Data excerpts
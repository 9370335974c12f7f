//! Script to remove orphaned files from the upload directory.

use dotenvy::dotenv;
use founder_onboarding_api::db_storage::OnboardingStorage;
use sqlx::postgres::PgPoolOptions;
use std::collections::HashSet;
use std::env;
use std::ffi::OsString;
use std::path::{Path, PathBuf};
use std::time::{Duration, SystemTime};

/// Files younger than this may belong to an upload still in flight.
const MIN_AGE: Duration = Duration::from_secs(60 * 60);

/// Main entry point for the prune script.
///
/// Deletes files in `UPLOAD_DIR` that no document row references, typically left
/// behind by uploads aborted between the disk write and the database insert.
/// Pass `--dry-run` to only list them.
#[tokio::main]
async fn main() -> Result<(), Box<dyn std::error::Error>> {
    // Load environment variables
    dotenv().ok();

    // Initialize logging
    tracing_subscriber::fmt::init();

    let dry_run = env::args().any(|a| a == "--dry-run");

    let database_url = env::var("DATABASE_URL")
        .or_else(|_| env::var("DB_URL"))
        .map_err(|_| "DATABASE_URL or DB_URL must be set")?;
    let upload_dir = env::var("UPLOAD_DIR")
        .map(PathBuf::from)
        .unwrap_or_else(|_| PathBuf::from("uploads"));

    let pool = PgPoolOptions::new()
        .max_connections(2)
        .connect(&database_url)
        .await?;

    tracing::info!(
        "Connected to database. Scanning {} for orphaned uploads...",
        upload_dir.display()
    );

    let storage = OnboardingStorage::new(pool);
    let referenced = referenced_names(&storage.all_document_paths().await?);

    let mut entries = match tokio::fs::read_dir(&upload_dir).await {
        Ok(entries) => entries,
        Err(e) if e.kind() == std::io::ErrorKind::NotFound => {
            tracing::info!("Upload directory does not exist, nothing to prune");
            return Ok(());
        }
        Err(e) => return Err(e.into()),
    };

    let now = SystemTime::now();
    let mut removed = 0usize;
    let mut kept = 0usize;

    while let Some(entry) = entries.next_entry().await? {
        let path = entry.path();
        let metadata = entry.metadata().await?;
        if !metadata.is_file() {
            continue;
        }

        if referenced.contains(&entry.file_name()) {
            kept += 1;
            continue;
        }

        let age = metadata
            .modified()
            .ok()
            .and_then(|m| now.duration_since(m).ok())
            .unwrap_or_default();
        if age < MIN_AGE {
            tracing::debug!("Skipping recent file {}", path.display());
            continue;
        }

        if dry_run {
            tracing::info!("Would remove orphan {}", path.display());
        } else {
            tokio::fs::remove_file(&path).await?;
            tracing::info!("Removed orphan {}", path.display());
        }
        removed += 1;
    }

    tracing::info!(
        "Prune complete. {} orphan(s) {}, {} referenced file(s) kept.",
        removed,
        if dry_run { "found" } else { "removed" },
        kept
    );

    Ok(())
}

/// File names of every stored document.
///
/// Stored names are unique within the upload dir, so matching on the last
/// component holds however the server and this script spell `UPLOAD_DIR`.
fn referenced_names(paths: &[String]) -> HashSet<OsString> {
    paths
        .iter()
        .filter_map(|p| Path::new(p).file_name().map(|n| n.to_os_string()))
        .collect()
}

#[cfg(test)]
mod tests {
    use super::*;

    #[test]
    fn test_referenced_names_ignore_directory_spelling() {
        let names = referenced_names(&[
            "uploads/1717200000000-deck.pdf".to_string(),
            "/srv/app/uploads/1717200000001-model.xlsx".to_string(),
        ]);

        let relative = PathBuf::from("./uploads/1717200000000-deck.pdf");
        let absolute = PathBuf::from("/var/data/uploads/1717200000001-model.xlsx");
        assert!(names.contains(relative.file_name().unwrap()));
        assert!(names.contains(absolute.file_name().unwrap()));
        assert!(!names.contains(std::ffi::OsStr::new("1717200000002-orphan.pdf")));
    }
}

▶ _Task item_
Which lines above contain "deck"? Show each of them.

▶ _Exercise response_
            "uploads/1717200000000-deck.pdf".to_string(),
        let relative = PathBuf::from("./uploads/1717200000000-deck.pdf");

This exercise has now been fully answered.